Bruce Chen From Panama: Royals' Stopper

Clark FoslerCorrespondent IAugust 7, 2009

SAN JUAN, PUERTO RICO - MARCH 07:  Bruce Chen #27 of Panama pictches against Puerto Rico during the 2009 World Baseball Classic Pool D match on March 7, 2009 at Hiram Bithorn Stadium in San Juan, Puerto Rico.  (Photo by Al Bello/Getty Images)

When your team needs a win, who else would you want on the mound except Bruce Chen? 

It is a happy Friday, so we will ignore that Chen allowed 11 baserunners in less than seven innings and allowed just two runs despite only striking out four and getting just one double play.  Maybe he was more lucky than good on Thursday night, but it worked out for a much needed win.

Okay, "much needed win" is kind of an overstatement.  This team is locked in a downward spiral that the additions of Doug Waechter and Josh Anderson is probably not going to pull them out of.  Not that I mind those additions, because, at this point, any change is a good change. 

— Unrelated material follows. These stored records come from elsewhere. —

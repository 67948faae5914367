//! Store tool trait and registry
//!
//! One tool per backing store. The registry is populated once at startup
//! from the adapters that report themselves configured; an adapter
//! without connection parameters is omitted rather than registered
//! broken, so the reasoning backend can never select a dead tool.

use crate::models::{RawResult, ToolDescriptor};
use crate::{AgentError, Result};
use serde_json::Value;
use std::collections::HashMap;
use std::sync::Arc;
use tracing::warn;

pub mod document;
pub mod relational;

pub use document::DocumentStoreTool;
pub use relational::RelationalStoreTool;

/// One queryable backing store.
#[async_trait::async_trait]
pub trait StoreTool: Send + Sync {
    fn name(&self) -> &'static str;
    fn description(&self) -> &'static str;
    /// Whether connection parameters are present. Checked at registry
    /// construction and by the health aggregator; never runs a query.
    fn configured(&self) -> bool;
    async fn execute(&self, arguments: &Value) -> Result<RawResult>;
}

/// Fixed, name-keyed set of tools resolved through an explicit lookup.
pub struct ToolRegistry {
    tools: HashMap<String, Arc<dyn StoreTool>>,
    descriptors: Vec<ToolDescriptor>,
}

impl ToolRegistry {
    pub fn new() -> Self {
        Self {
            tools: HashMap::new(),
            descriptors: Vec::new(),
        }
    }

    /// Build a registry from adapters, keeping only the configured ones.
    pub fn from_tools(tools: Vec<Arc<dyn StoreTool>>) -> Self {
        let mut registry = Self::new();
        for tool in tools {
            if tool.configured() {
                registry.register(tool);
            } else {
                warn!(tool = tool.name(), "Tool not configured, skipping");
            }
        }
        registry
    }

    pub fn register(&mut self, tool: Arc<dyn StoreTool>) {
        self.descriptors.push(ToolDescriptor {
            name: tool.name().to_string(),
            description: tool.description().to_string(),
        });
        self.tools.insert(tool.name().to_string(), tool);
    }

    pub fn resolve(&self, name: &str) -> Result<Arc<dyn StoreTool>> {
        self.tools
            .get(name)
            .cloned()
            .ok_or_else(|| AgentError::UnknownTool(name.to_string()))
    }

    pub fn list(&self) -> &[ToolDescriptor] {
        &self.descriptors
    }

    pub fn len(&self) -> usize {
        self.tools.len()
    }

    pub fn is_empty(&self) -> bool {
        self.tools.is_empty()
    }
}

impl Default for ToolRegistry {
    fn default() -> Self {
        Self::new()
    }
}

#[cfg(test)]
mod tests {
    use super::*;

    struct StubTool {
        name: &'static str,
        configured: bool,
    }

    #[async_trait::async_trait]
    impl StoreTool for StubTool {
        fn name(&self) -> &'static str {
            self.name
        }

        fn description(&self) -> &'static str {
            "stub"
        }

        fn configured(&self) -> bool {
            self.configured
        }

        async fn execute(&self, _arguments: &Value) -> Result<RawResult> {
            Ok(RawResult::Text("stub".to_string()))
        }
    }

    #[test]
    fn test_resolve_unknown_tool_fails_loudly() {
        let registry = ToolRegistry::new();
        let result = registry.resolve("nonexistent");
        match result {
            Err(AgentError::UnknownTool(name)) => assert_eq!(name, "nonexistent"),
            other => panic!("expected UnknownTool, got {:?}", other.map(|_| ())),
        }
    }

    #[test]
    fn test_from_tools_omits_unconfigured_adapters() {
        let registry = ToolRegistry::from_tools(vec![
            Arc::new(StubTool {
                name: "configured_store",
                configured: true,
            }),
            Arc::new(StubTool {
                name: "dead_store",
                configured: false,
            }),
        ]);

        assert_eq!(registry.len(), 1);
        assert!(registry.resolve("configured_store").is_ok());
        assert!(registry.resolve("dead_store").is_err());
        assert_eq!(registry.list().len(), 1);
        assert_eq!(registry.list()[0].name, "configured_store");
    }

    #[test]
    fn test_descriptors_preserve_registration_order() {
        let mut registry = ToolRegistry::new();
        registry.register(Arc::new(StubTool {
            name: "first",
            configured: true,
        }));
        registry.register(Arc::new(StubTool {
            name: "second",
            configured: true,
        }));

        let names: Vec<&str> = registry.list().iter().map(|d| d.name.as_str()).collect();
        assert_eq!(names, vec!["first", "second"]);
    }
}
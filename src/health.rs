//! Capability/health aggregator
//!
//! Reports whether each store adapter is configured and whether the
//! reasoning backend answers a lightweight probe. Never runs a data
//! query and never fails: a broken probe is reported as `false` so the
//! status display stays alive even when every dependency is down.

use crate::models::HealthSnapshot;
use crate::reasoner::ReasoningBackend;
use crate::tools::StoreTool;
use chrono::Utc;
use std::collections::BTreeMap;
use std::sync::Arc;
use std::time::{Duration, Instant};
use tokio::sync::Mutex;
use tracing::debug;

const SNAPSHOT_TTL: Duration = Duration::from_secs(5);

pub struct HealthAggregator {
    backend: Arc<dyn ReasoningBackend>,
    /// Every adapter, configured or not - unlike the registry, which
    /// only holds the configured ones.
    tools: Vec<Arc<dyn StoreTool>>,
    cache: Mutex<Option<(Instant, HealthSnapshot)>>,
}

impl HealthAggregator {
    pub fn new(backend: Arc<dyn ReasoningBackend>, tools: Vec<Arc<dyn StoreTool>>) -> Self {
        Self {
            backend,
            tools,
            cache: Mutex::new(None),
        }
    }

    pub async fn snapshot(&self) -> HealthSnapshot {
        let mut cache = self.cache.lock().await;
        if let Some((taken_at, snapshot)) = cache.as_ref() {
            if taken_at.elapsed() < SNAPSHOT_TTL {
                return snapshot.clone();
            }
        }

        let mut adapters = BTreeMap::new();
        for tool in &self.tools {
            adapters.insert(tool.name().to_string(), tool.configured());
        }

        let backend_reachable = self.backend.probe().await;

        debug!(backend_reachable, adapters = adapters.len(), "Health snapshot taken");

        let snapshot = HealthSnapshot {
            backend_reachable,
            adapters,
            checked_at: Utc::now(),
        };
        *cache = Some((Instant::now(), snapshot.clone()));
        snapshot
    }
}

#[cfg(test)]
mod tests {
    use super::*;
    use crate::models::{Decision, RawResult, ReasoningStep, ToolDescriptor};
    use crate::Result;
    use serde_json::Value;

    struct DownBackend;

    #[async_trait::async_trait]
    impl ReasoningBackend for DownBackend {
        async fn complete(
            &self,
            _question: &str,
            _tools: &[ToolDescriptor],
            _transcript: &[ReasoningStep],
        ) -> Result<Decision> {
            Err(crate::AgentError::BackendUnavailable("down".to_string()))
        }

        async fn probe(&self) -> bool {
            false
        }
    }

    struct StubTool {
        name: &'static str,
        configured: bool,
    }

    #[async_trait::async_trait]
    impl StoreTool for StubTool {
        fn name(&self) -> &'static str {
            self.name
        }

        fn description(&self) -> &'static str {
            "stub"
        }

        fn configured(&self) -> bool {
            self.configured
        }

        async fn execute(&self, _arguments: &Value) -> Result<RawResult> {
            Ok(RawResult::Text("stub".to_string()))
        }
    }

    #[tokio::test]
    async fn test_snapshot_survives_total_outage() {
        let aggregator = HealthAggregator::new(
            Arc::new(DownBackend),
            vec![
                Arc::new(StubTool {
                    name: "client_records",
                    configured: false,
                }),
                Arc::new(StubTool {
                    name: "portfolio_sql",
                    configured: true,
                }),
            ],
        );

        let snapshot = aggregator.snapshot().await;

        assert!(!snapshot.backend_reachable);
        assert_eq!(snapshot.adapters.len(), 2);
        assert_eq!(snapshot.adapters["client_records"], false);
        assert_eq!(snapshot.adapters["portfolio_sql"], true);
    }

    #[tokio::test]
    async fn test_snapshot_is_cached_within_ttl() {
        let aggregator = HealthAggregator::new(Arc::new(DownBackend), vec![]);

        let first = aggregator.snapshot().await;
        let second = aggregator.snapshot().await;
        assert_eq!(first.checked_at, second.checked_at);
    }
}
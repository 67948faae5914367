//! Portfolio Query Agent
//!
//! Answers free-text questions about client and portfolio data:
//! - A reasoning backend chooses, per question, among store-backed tools
//! - Tools query the document (client) and relational (portfolio) stores
//! - A deterministic classifier packages the raw result as prose, a
//!   table, or a chart-ready series for the frontend
//!
//! PIPELINE:
//! QUESTION → REASON → ACT → OBSERVE → ... → CLASSIFY → ENVELOPE

pub mod agent;
pub mod api;
pub mod classifier;
pub mod config;
pub mod error;
pub mod groq;
pub mod health;
pub mod models;
pub mod reasoner;
pub mod tools;

pub use error::{AgentError, Result};

// Re-export common types
pub use classifier::ResponseClassifier;
pub use models::*;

For the record, Chen has thrown 23.1 innings over his last four starts and allowed 30 hits, but just 10 earned runs for a 3.86 earned run average.  He has walked six, struck out 19 and hit three batters just for good measure.  That is a WHIP of 1.67, which is living pretty dangerously and probably a sign that the Royals should thank Bruce for his fine fill-in work and not press their luck once Gil Meche is ready to return next week.  

Of course, this is OUR Kansas City Royals, and they are just as likely to sign Chen to an extension, as send him through waivers this month.   

Sarcasm aside, Chen gave the Royals a far better start than that produced by Kyle Davies on Wednesday night.  Davies was not only lit up on the mound, but bounced a potential pickoff play at second that was simply one of the four most horrendous throws I have seen in my life (the other three involved slow pitch softball, co-ed play, and a keg of beer).

Wednesday's outing begs the question (and I am hardly the first to come up with this): should the Royals try Davies as a reliever?  

That is a somewhat treacherous proposition given Kyle's struggles with control, but opponents are hitting just .231 against him in the first inning of all his starts.  They hit .268 in the second inning and .383 in the third.

Again, though, Davies has also walked 14 and struck out 10 in the first inning of his games, so that's a big concern.   You wonder, however, if Kyle is focused on throwing his best stuff for one, maybe two innings, if he might be able to conquer that problem.  

Just a thought and maybe worth trying since Davies continues to dominate AAA as a starter and struggle mightily in the majors.

Two positives to end the week with:

1.  The Royals actually made the right move on Wednesday when they designated Ryan Freel for assignment and kept Mitch Maier on the team.   While I think Maier is destined to be a fringe player, I know Freel is/was one.  

2.  Alex Gordon ACTUALLY MADE AN ADJUSTMENT!   His is shortening his swing and keeping both hands on the bat and has been recently rewarded with five hits in two games (albeit two of them on the infield).  After two years of a long, pretty swing that missed more often than hit, and murmers that Gordon was too stubborn to adjust his approach, we once again proudly proclaim "any change is good change."